Copyright© 2011 Microsoft Corporation
This document is available under the W3C Document License. See the W3C Intellectual Rights Notice and Legal Disclaimers for additional information.
The Web Tracking Protection specification is designed to enable users to opt-out of online tracking. The platform has two parts:
Together these technologies can be used to enforce privacy protection for users, and provide access to content and services that respect user privacy preferences.
A filter list contains parts of third-party URIs that a browser may access automatically when referenced within a web page that a user deliberately visits. Rules in a filter list may change the way the user agent handles third-party content. By limiting the calls to these websites and blocking resources from other web pages, the filter list limits the information other sites can collect about a user.
The Do Not Track user preference is a setting maintained by the user agent. It can be read by a webserver or client JavaScript. A webserver that respects the Do Not Track user preference will read this value and will not track the user when this setting is enabled.
This section describes the status of this document at the time of its publication. Other documents may supersede this document. A list of current W3C publications can be found in the W3C technical reports index at http://www.w3.org/TR/.
This document was published by the Microsoft Corporation as a Member Submission.
By publishing this document, W3C acknowledges that the Submitting Members have made a formal Submission request to W3C for discussion. Publication of this document by W3C indicates no endorsement of its content by W3C, nor that W3C has, is, or will be allocating any resources to the issues addressed by it. This document is not the product of a chartered W3C group, but is published as potential input to the W3C Process.

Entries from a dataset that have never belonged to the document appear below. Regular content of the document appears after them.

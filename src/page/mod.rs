//! Page Module
//!
//! Self-describing fixed-size pages with uniform slots.
//!
//! ## Page Format
//! ```text
//! ┌──────────────────────────────────────────────────────────────┐
//! │ Header (16 bytes, little-endian)                             │
//! │   page_size (4) | record_size (4) | record_count (4) | next (4)│
//! ├──────────────────────────────────────────────────────────────┤
//! │ Slot 0 │ Slot 1 │ ... │ Slot max-1 │ (zero padding)          │
//! └──────────────────────────────────────────────────────────────┘
//! ```
//!
//! ### Slot payload by page kind
//! - Data:      rid (8) + record payload (record_size - 8)
//! - Directory: kind (4) + offset (4)

mod directory;
mod slotted;

use bytes::{Buf, BufMut};

use crate::error::{HeapError, Result};

pub use directory::{DirectoryEntry, DIRECTORY_ENTRY_SIZE};
pub use slotted::Page;

/// Header size: page_size (4) + record_size (4) + record_count (4) + next (4)
pub const PAGE_HEADER_SIZE: usize = 16;

/// Size of the RID stamped in front of every data record
pub const RID_PREFIX_SIZE: usize = 8;

/// Offset of the root directory page
pub const ROOT_DIRECTORY_OFFSET: u32 = 0;

// =============================================================================
// Page Kind
// =============================================================================

/// The two page kinds sharing the slot substrate
///
/// They differ only in what a slot holds: data slots carry an RID prefix in
/// front of the caller's bytes, directory slots hold a raw entry.
#[derive(Debug, Clone, Copy, PartialEq, Eq, Hash)]
pub enum PageKind {
    Data,
    Directory,
}

impl PageKind {
    /// On-disk code used in directory entries
    pub const fn code(self) -> u32 {
        match self {
            PageKind::Data => 1,
            PageKind::Directory => 2,
        }
    }

    pub fn from_code(code: u32) -> Option<Self> {
        match code {
            1 => Some(PageKind::Data),
            2 => Some(PageKind::Directory),
            _ => None,
        }
    }

    /// Bytes each slot reserves before the caller's payload
    pub const fn prefix_len(self) -> usize {
        match self {
            PageKind::Data => RID_PREFIX_SIZE,
            PageKind::Directory => 0,
        }
    }
}

// =============================================================================
// Page Header
// =============================================================================

/// Fixed header at the start of every page
#[derive(Debug, Clone, Copy, PartialEq, Eq)]
pub struct PageHeader {
    /// Total page size, header included
    pub page_size: u32,
    /// Size of one slot (for data pages: payload + RID prefix)
    pub record_size: u32,
    /// Number of occupied slots
    pub record_count: u32,
    /// Offset of the next page of the same kind, 0 if none
    pub next: u32,
}

impl PageHeader {
    pub fn decode(mut bytes: &[u8]) -> Result<Self> {
        if bytes.len() < PAGE_HEADER_SIZE {
            return Err(HeapError::CorruptDirectory(format!(
                "page header needs {} bytes, got {}",
                PAGE_HEADER_SIZE,
                bytes.len()
            )));
        }

        Ok(Self {
            page_size: bytes.get_u32_le(),
            record_size: bytes.get_u32_le(),
            record_count: bytes.get_u32_le(),
            next: bytes.get_u32_le(),
        })
    }

    pub fn encode(&self, mut out: &mut [u8]) {
        out.put_u32_le(self.page_size);
        out.put_u32_le(self.record_size);
        out.put_u32_le(self.record_count);
        out.put_u32_le(self.next);
    }

    /// Slots that fit after the header
    pub fn max_records(&self) -> u32 {
        if self.record_size == 0 {
            return 0;
        }
        (self.page_size - PAGE_HEADER_SIZE as u32) / self.record_size
    }
}
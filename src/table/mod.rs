//! Table Module
//!
//! The heap-file handle: owns the data file, the resident directory tail,
//! the resident data tail and a one-entry read cache.
//!
//! ## Responsibilities
//! - Append-only insert with data/directory page rollover
//! - Point reads through tail → cache → disk
//! - Swap-delete with tail reclamation and file truncation (see `reclaim`)
//! - Explicit durability: fsync after every rollover and every delete
//!
//! ## Resident Pages
//! ```text
//!   dir_tail ──────► last directory page (appends go here)
//!   data_tail ─────► last data page      (appends go here)
//!   read_cache ────► most recently loaded non-tail data page
//! ```
//! Every other page lives only on disk.

mod addressing;
mod reclaim;
mod scan;

use std::path::Path;

use tracing::{debug, info, trace};

use crate::config::Config;
use crate::error::{HeapError, Result};
use crate::page::{
    DirectoryEntry, Page, PageKind, DIRECTORY_ENTRY_SIZE, PAGE_HEADER_SIZE, RID_PREFIX_SIZE,
    ROOT_DIRECTORY_OFFSET,
};
use crate::rid::Rid;
use crate::storage::PageFile;

pub use addressing::PageLayout;
pub use scan::Scan;

/// Which resident slot holds a located page
#[derive(Debug, Clone, Copy, PartialEq, Eq)]
enum Resident {
    DataTail,
    ReadCache,
}

/// An open heap file
///
/// Single-threaded: every operation takes `&mut self`, and only one table
/// may be open against a file at a time.
pub struct Table {
    /// Table configuration
    config: Config,

    /// Ordinal/offset mapping shared by the allocator and the decoder
    layout: PageLayout,

    /// The data file
    file: PageFile,

    /// Last directory page (never absent: the root is the first tail)
    dir_tail: Page,

    /// Last data page, `None` while the table is empty
    data_tail: Option<Page>,

    /// Most recently loaded non-tail data page
    read_cache: Option<Page>,

    /// Append position == logical file length
    file_offset: u32,
}

impl Table {
    /// Create a new table file, truncating any existing one
    ///
    /// Geometry is validated before the file is touched. The root directory
    /// page is written at offset 0.
    pub fn create(config: Config) -> Result<Self> {
        config.validate()?;

        let layout = PageLayout::new(config.page_size);
        let file = PageFile::create(&config.path, config.direct_io)?;

        let mut root = Page::create(
            PageKind::Directory,
            ROOT_DIRECTORY_OFFSET,
            config.page_size,
            DIRECTORY_ENTRY_SIZE as u32,
        )?;
        root.persist(&file)?;
        file.sync()?;

        info!(
            path = %config.path.display(),
            page_size = config.page_size,
            record_size = config.record_size,
            direct_io = file.is_direct_io(),
            "created table"
        );

        Ok(Self {
            file_offset: config.page_size,
            config,
            layout,
            file,
            dir_tail: root,
            data_tail: None,
            read_cache: None,
        })
    }

    /// Create with a path and record size (convenience method)
    ///
    /// Uses the default config otherwise.
    pub fn create_path(path: &Path, record_size: u32) -> Result<Self> {
        let config = Config::builder()
            .path(path)
            .record_size(record_size)
            .build();
        Self::create(config)
    }

    // =========================================================================
    // Insert
    // =========================================================================

    /// Append a record and return its RID
    ///
    /// Records shorter than `record_size` are zero-padded.
    pub fn insert(&mut self, record: &[u8]) -> Result<Rid> {
        let max = self.config.record_size as usize;
        if record.len() > max {
            return Err(HeapError::RecordTooLarge {
                size: record.len(),
                max,
            });
        }

        let rollover = self.data_tail.as_ref().map_or(true, Page::is_full);
        if rollover {
            self.allocate_data_page()?;
        }

        let tail = self
            .data_tail
            .as_mut()
            .ok_or_else(|| HeapError::CorruptDirectory("no data tail after allocation".into()))?;
        let slot_id = tail.append(record)?;
        let rid = Rid::new(tail.page_id(), slot_id);

        if rollover {
            self.file.sync()?;
        }

        trace!(%rid, "inserted record");
        Ok(rid)
    }

    /// Add a data page at the end of the file and make it the data tail
    ///
    /// Rolls the directory first when the current one cannot catalog
    /// another data page. The directory tail is persisted before returning
    /// so the catalog reaches disk ahead of the data it describes.
    fn allocate_data_page(&mut self) -> Result<()> {
        while self
            .layout
            .directory_needs_rollover(self.dir_tail.record_count())
        {
            self.allocate_directory_page()?;
        }

        let offset = self.reserve_page(PageKind::Data)?;
        let page = Page::create(
            PageKind::Data,
            offset,
            self.config.page_size,
            self.config.record_size,
        )?;
        self.dir_tail
            .push_entry(DirectoryEntry::new(PageKind::Data, offset))?;

        if let Some(prev) = self.data_tail.as_mut() {
            prev.link(&page);
            prev.persist(&self.file)?;
        }

        debug!(
            offset,
            page_id = page.page_id(),
            directory = self.dir_tail.offset(),
            "allocated data page"
        );
        self.data_tail = Some(page);
        self.dir_tail.persist(&self.file)
    }

    /// Add a directory page, cataloged in and linked from the current one
    fn allocate_directory_page(&mut self) -> Result<()> {
        let offset = self.reserve_page(PageKind::Directory)?;
        let page = Page::create(
            PageKind::Directory,
            offset,
            self.config.page_size,
            DIRECTORY_ENTRY_SIZE as u32,
        )?;

        self.dir_tail
            .push_entry(DirectoryEntry::new(PageKind::Directory, offset))?;
        self.dir_tail.link(&page);
        self.dir_tail.persist(&self.file)?;

        debug!(offset, previous = self.dir_tail.offset(), "allocated directory page");
        self.dir_tail = page;
        Ok(())
    }

    /// Claim the next page-sized extent of the file for a page of `kind`
    fn reserve_page(&mut self, kind: PageKind) -> Result<u32> {
        let offset = self.file_offset;
        let end = offset
            .checked_add(self.config.page_size)
            .ok_or(HeapError::FileTooLarge)?;

        let ordinal = self.layout.ordinal_of_offset(offset).ok_or_else(|| {
            HeapError::CorruptDirectory("append position is the root directory".into())
        })?;
        let expected = if self.layout.is_data_page(ordinal) {
            PageKind::Data
        } else {
            PageKind::Directory
        };
        if kind != expected {
            return Err(HeapError::CorruptDirectory(format!(
                "allocating a {kind:?} page at ordinal {ordinal}, addressing expects {expected:?}"
            )));
        }

        self.file_offset = end;
        Ok(offset)
    }

    // =========================================================================
    // Read
    // =========================================================================

    /// Read the payload stored under `rid`
    pub fn read(&mut self, rid: Rid) -> Result<Vec<u8>> {
        let at = self.locate(rid.page_id())?;
        Ok(self.resident(at)?.read_at(rid)?.to_vec())
    }

    /// Copy the payload stored under `rid` into the front of `buf`
    ///
    /// `buf` must hold at least `record_size` bytes, otherwise
    /// `BufferTooSmall`.
    pub fn read_into(&mut self, rid: Rid, buf: &mut [u8]) -> Result<()> {
        let at = self.locate(rid.page_id())?;
        let record = self.resident(at)?.read_at(rid)?;
        if buf.len() < record.len() {
            return Err(HeapError::BufferTooSmall {
                needed: record.len(),
                available: buf.len(),
            });
        }
        buf[..record.len()].copy_from_slice(record);
        Ok(())
    }

    /// Make the data page at `page_id` resident and say where it is
    ///
    /// Checks the data tail, then the read cache, then loads from disk into
    /// the read cache (evicting the previous occupant).
    fn locate(&mut self, page_id: u32) -> Result<Resident> {
        if !self.layout.is_data_page(page_id) {
            return Err(HeapError::NotFound);
        }

        let offset = self.layout.offset_of_ordinal(page_id);
        if offset >= u64::from(self.file_offset) {
            return Err(HeapError::NotFound);
        }
        let offset = offset as u32;

        if self.data_tail.as_ref().is_some_and(|p| p.offset() == offset) {
            return Ok(Resident::DataTail);
        }
        if self.read_cache.as_ref().is_some_and(|p| p.offset() == offset) {
            return Ok(Resident::ReadCache);
        }

        let page = self.load_data_page(offset)?;
        if let Some(evicted) = self.read_cache.replace(page) {
            trace!(offset = evicted.offset(), "evicted read cache page");
        }
        Ok(Resident::ReadCache)
    }

    fn resident(&self, at: Resident) -> Result<&Page> {
        let page = match at {
            Resident::DataTail => self.data_tail.as_ref(),
            Resident::ReadCache => self.read_cache.as_ref(),
        };
        page.ok_or_else(|| HeapError::CorruptDirectory(format!("{at:?} page is not resident")))
    }

    fn resident_mut(&mut self, at: Resident) -> Result<&mut Page> {
        let page = match at {
            Resident::DataTail => self.data_tail.as_mut(),
            Resident::ReadCache => self.read_cache.as_mut(),
        };
        page.ok_or_else(|| HeapError::CorruptDirectory(format!("{at:?} page is not resident")))
    }

    /// Load a data page and check it was written with this table's geometry
    fn load_data_page(&self, offset: u32) -> Result<Page> {
        let page = Page::load(&self.file, PageKind::Data, offset, self.config.page_size)?;
        let expected = self.config.record_size + RID_PREFIX_SIZE as u32;
        if page.record_size() != expected {
            return Err(HeapError::CorruptDirectory(format!(
                "data page at offset {offset} has slot size {}, expected {expected}",
                page.record_size()
            )));
        }
        Ok(page)
    }

    /// Load a directory page, refusing offsets the interleaving rule says
    /// hold data
    fn load_directory_page(&self, offset: u32) -> Result<Page> {
        if !self.layout.is_directory_offset(offset) {
            return Err(HeapError::CorruptDirectory(format!(
                "offset {offset} is not a directory position"
            )));
        }
        let page = Page::load(&self.file, PageKind::Directory, offset, self.config.page_size)?;
        if page.record_size() != DIRECTORY_ENTRY_SIZE as u32 {
            return Err(HeapError::CorruptDirectory(format!(
                "directory page at offset {offset} has slot size {}",
                page.record_size()
            )));
        }
        Ok(page)
    }

    // =========================================================================
    // Lifecycle
    // =========================================================================

    /// Write both tail pages and fsync
    pub fn sync(&mut self) -> Result<()> {
        if let Some(tail) = self.data_tail.as_mut() {
            tail.persist(&self.file)?;
        }
        self.dir_tail.persist(&self.file)?;
        self.file.sync()
    }

    /// Flush everything and release the file
    pub fn close(mut self) -> Result<()> {
        self.sync()?;
        info!(
            path = %self.file.path().display(),
            file_len = self.file_offset,
            "closed table"
        );
        Ok(())
    }

    // =========================================================================
    // Accessors (for testing and debugging)
    // =========================================================================

    pub fn config(&self) -> &Config {
        &self.config
    }

    pub fn layout(&self) -> &PageLayout {
        &self.layout
    }

    /// Logical file length (the append position)
    pub fn file_len(&self) -> u64 {
        u64::from(self.file_offset)
    }

    /// Records one data page holds
    pub fn records_per_page(&self) -> u32 {
        (self.config.page_size - PAGE_HEADER_SIZE as u32)
            / (self.config.record_size + RID_PREFIX_SIZE as u32)
    }

    /// Entries one directory page holds
    pub fn directory_fanout(&self) -> u32 {
        self.layout.directory_fanout()
    }

    pub fn data_page_count(&self) -> u64 {
        self.layout.page_counts(self.file_len()).0
    }

    /// Directory pages, root included
    pub fn directory_page_count(&self) -> u64 {
        self.layout.page_counts(self.file_len()).1
    }

    /// Live records
    ///
    /// Every data page but the tail is full, so this is pure arithmetic.
    pub fn record_count(&self) -> u64 {
        match &self.data_tail {
            Some(tail) => {
                (self.data_page_count() - 1) * u64::from(self.records_per_page())
                    + u64::from(tail.record_count())
            }
            None => 0,
        }
    }

    /// RID of the last live record
    pub fn data_tail_rid(&self) -> Option<Rid> {
        let tail = self.data_tail.as_ref()?;
        let count = tail.record_count();
        (count > 0).then(|| Rid::new(tail.page_id(), count - 1))
    }

    /// Offset of the resident directory tail
    pub fn directory_tail_offset(&self) -> u32 {
        self.dir_tail.offset()
    }

    /// Number of entries in the resident directory tail
    pub fn directory_tail_len(&self) -> u32 {
        self.dir_tail.record_count()
    }

    /// The whole catalog in allocation order
    ///
    /// Walks the directory chain from the root; the last node is the
    /// resident tail, the others are read from disk.
    pub fn directory_entries(&self) -> Result<Vec<DirectoryEntry>> {
        let mut entries = Vec::new();
        let mut offset = ROOT_DIRECTORY_OFFSET;
        let max_hops = self.directory_page_count();

        for _ in 0..max_hops {
            if offset == self.dir_tail.offset() {
                entries.extend(self.dir_tail.entries()?);
                return Ok(entries);
            }

            let page = self.load_directory_page(offset)?;
            entries.extend(page.entries()?);
            offset = page.next_offset();
            if offset == ROOT_DIRECTORY_OFFSET {
                break;
            }
        }

        Err(HeapError::CorruptDirectory(format!(
            "directory chain does not reach the tail at offset {}",
            self.dir_tail.offset()
        )))
    }
}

A W3C Team Comment has been published in conjunction with this Member Submission. Publication of acknowledged Member Submissions at the W3C site is one of the benefits of W3C Membership. Please consult the requirements associated with Member Submissions of section 3.3 of the W3C Patent Policy. Please consult the complete list of acknowledged W3C Member Submissions.
As well as sections marked as non-normative, all authoring guidelines, diagrams, examples, and notes in this specification are non-normative. Everything else in this specification is normative.
The key words must, must not, required, should, should not, recommended, may, and optional in this specification are to be interpreted as described in [RFC2119].
This section is non-normative.
Today, consumers share information with more websites than the ones they see in the address bar in their browser. This is inherent in the design of the web and simply how the web works, and it has potentially unintended consequences. As consumers visit one site, many other sites receive information about their activities. For example, when a webpage includes a third-party image file—such as a “web beacon”—IP address information, cookies, and referrer data can be sent. A third-party script can have additional impact on user privacy and can collect arbitrary data from the first-party webpage.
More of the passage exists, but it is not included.